Show every line below where "when" can be found.

== EXERCISE MATERIALS

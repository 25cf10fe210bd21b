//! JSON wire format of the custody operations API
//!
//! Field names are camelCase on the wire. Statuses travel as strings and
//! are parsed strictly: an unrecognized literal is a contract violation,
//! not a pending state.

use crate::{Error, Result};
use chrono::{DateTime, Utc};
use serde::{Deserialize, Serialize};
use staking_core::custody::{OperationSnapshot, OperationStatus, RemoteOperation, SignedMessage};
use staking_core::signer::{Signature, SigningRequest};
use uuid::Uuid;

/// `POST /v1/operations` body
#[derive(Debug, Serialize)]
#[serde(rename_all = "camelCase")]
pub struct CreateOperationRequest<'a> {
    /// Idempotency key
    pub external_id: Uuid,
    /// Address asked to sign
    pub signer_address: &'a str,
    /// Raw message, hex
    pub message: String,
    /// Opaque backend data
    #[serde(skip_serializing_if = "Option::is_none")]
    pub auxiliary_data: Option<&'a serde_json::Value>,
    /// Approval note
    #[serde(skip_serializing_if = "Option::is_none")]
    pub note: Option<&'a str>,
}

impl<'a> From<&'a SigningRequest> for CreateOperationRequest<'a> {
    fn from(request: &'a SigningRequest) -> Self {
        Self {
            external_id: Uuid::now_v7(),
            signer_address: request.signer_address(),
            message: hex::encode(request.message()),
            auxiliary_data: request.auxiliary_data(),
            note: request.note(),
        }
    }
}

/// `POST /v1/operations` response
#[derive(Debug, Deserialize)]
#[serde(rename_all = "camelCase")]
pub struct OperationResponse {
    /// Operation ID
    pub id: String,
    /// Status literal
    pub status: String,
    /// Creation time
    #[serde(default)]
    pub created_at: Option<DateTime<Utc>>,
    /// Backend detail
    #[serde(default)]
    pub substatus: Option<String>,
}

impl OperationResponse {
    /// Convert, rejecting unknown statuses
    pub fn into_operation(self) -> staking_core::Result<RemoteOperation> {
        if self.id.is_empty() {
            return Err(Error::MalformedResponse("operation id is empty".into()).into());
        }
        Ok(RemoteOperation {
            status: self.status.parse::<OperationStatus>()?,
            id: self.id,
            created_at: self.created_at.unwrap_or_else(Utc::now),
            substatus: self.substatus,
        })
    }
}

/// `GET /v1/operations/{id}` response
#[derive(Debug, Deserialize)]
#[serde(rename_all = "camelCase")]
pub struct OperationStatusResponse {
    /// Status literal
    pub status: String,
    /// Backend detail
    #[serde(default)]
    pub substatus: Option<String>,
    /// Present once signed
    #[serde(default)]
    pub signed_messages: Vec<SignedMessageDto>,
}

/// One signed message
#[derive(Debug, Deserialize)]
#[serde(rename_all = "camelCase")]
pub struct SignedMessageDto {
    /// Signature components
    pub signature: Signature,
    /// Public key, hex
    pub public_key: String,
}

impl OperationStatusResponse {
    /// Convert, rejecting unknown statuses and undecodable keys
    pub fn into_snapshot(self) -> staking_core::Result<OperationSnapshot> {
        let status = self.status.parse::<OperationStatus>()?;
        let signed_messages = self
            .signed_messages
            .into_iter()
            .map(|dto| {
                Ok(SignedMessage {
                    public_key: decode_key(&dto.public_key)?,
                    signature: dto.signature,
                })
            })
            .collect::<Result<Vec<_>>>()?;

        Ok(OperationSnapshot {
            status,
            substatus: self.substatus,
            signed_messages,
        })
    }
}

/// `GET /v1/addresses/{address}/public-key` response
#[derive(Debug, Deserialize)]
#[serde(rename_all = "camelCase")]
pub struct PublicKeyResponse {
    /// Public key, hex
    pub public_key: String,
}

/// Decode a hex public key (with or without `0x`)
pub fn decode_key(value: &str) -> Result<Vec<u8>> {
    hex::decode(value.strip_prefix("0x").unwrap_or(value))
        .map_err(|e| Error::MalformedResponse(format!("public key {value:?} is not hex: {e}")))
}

====
== EXERCISE MATERIALS

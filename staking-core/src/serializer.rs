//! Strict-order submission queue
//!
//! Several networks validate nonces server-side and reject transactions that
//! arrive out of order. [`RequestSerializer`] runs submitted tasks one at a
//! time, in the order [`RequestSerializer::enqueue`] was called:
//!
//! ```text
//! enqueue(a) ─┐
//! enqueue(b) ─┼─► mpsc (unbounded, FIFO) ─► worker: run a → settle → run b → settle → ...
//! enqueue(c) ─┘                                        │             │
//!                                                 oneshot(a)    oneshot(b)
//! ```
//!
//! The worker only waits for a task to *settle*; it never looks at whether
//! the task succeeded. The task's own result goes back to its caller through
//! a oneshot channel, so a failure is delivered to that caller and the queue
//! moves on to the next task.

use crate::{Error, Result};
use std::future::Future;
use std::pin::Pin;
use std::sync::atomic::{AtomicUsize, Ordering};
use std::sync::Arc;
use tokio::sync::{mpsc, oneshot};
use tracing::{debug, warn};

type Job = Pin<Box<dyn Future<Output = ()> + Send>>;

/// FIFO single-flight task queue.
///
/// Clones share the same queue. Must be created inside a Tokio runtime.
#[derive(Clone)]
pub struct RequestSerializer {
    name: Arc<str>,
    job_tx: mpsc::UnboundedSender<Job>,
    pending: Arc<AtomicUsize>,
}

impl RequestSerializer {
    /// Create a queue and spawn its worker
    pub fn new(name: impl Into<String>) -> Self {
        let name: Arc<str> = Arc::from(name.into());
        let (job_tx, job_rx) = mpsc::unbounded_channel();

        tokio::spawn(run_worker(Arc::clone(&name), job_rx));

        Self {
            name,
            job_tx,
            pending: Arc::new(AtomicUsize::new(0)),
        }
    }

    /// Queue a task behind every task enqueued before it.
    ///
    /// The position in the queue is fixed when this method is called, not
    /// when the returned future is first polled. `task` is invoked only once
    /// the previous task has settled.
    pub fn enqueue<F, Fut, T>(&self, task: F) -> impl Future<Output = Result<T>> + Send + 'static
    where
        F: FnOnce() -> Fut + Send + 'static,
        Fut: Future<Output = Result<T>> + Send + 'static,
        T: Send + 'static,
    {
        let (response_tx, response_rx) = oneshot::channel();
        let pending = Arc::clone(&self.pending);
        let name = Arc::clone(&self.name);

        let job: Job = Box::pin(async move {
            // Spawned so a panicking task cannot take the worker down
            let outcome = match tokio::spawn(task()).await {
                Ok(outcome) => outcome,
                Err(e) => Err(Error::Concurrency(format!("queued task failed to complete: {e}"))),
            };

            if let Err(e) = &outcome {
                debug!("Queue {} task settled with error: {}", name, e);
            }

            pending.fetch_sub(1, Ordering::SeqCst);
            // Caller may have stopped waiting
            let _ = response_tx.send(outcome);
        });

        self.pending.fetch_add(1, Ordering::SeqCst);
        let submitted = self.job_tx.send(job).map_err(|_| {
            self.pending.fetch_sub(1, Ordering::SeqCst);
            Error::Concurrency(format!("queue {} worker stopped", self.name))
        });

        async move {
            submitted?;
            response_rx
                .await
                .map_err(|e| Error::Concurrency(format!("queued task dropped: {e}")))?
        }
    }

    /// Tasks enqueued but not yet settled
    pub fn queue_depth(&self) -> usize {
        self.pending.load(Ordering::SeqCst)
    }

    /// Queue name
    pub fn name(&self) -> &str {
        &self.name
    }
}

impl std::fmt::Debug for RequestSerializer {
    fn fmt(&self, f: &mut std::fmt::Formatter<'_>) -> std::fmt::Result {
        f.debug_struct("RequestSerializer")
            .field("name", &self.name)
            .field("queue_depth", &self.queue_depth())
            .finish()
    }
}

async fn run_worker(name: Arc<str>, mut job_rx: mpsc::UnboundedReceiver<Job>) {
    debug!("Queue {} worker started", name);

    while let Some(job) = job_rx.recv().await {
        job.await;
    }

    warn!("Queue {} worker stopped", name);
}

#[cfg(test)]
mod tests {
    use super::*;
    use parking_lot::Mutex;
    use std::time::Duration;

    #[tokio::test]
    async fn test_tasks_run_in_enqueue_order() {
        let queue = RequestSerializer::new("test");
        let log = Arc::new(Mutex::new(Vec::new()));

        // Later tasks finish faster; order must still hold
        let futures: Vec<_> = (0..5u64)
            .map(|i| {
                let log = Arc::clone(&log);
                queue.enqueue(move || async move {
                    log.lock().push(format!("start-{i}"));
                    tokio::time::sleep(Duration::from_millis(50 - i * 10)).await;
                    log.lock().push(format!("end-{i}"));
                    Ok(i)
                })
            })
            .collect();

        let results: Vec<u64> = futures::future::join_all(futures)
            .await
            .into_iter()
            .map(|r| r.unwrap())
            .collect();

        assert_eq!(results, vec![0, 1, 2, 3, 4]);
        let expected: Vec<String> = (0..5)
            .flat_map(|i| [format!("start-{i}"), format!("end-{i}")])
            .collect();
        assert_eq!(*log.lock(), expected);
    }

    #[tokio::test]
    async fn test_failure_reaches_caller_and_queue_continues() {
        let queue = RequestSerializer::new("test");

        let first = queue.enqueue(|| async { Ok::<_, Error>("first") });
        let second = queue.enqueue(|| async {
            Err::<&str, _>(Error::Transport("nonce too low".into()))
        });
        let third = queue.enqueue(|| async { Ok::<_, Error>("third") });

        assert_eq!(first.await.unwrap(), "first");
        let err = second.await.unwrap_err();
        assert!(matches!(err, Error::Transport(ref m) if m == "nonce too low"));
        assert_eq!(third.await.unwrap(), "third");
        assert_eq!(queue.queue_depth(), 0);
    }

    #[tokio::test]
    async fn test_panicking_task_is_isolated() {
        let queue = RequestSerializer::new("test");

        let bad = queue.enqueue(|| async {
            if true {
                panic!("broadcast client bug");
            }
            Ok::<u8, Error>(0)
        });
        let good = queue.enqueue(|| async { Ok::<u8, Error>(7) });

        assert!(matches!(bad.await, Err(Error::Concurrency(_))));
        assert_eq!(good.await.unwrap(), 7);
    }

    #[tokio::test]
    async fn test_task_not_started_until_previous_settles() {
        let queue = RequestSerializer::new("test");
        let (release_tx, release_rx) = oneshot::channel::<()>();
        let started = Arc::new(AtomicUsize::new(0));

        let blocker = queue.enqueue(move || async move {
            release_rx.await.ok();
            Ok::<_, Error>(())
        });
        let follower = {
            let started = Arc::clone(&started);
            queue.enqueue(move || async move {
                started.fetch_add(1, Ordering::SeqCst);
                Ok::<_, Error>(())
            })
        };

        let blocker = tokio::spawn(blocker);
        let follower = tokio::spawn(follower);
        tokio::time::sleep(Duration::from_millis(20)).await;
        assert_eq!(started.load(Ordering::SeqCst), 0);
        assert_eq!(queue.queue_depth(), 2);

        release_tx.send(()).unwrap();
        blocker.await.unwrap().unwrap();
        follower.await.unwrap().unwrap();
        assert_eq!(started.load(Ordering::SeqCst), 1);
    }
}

====

TASK SOLUTION -
    /// The position in the queue is fixed when this method is called, not
    /// when the returned future is first polled. `task` is invoked only once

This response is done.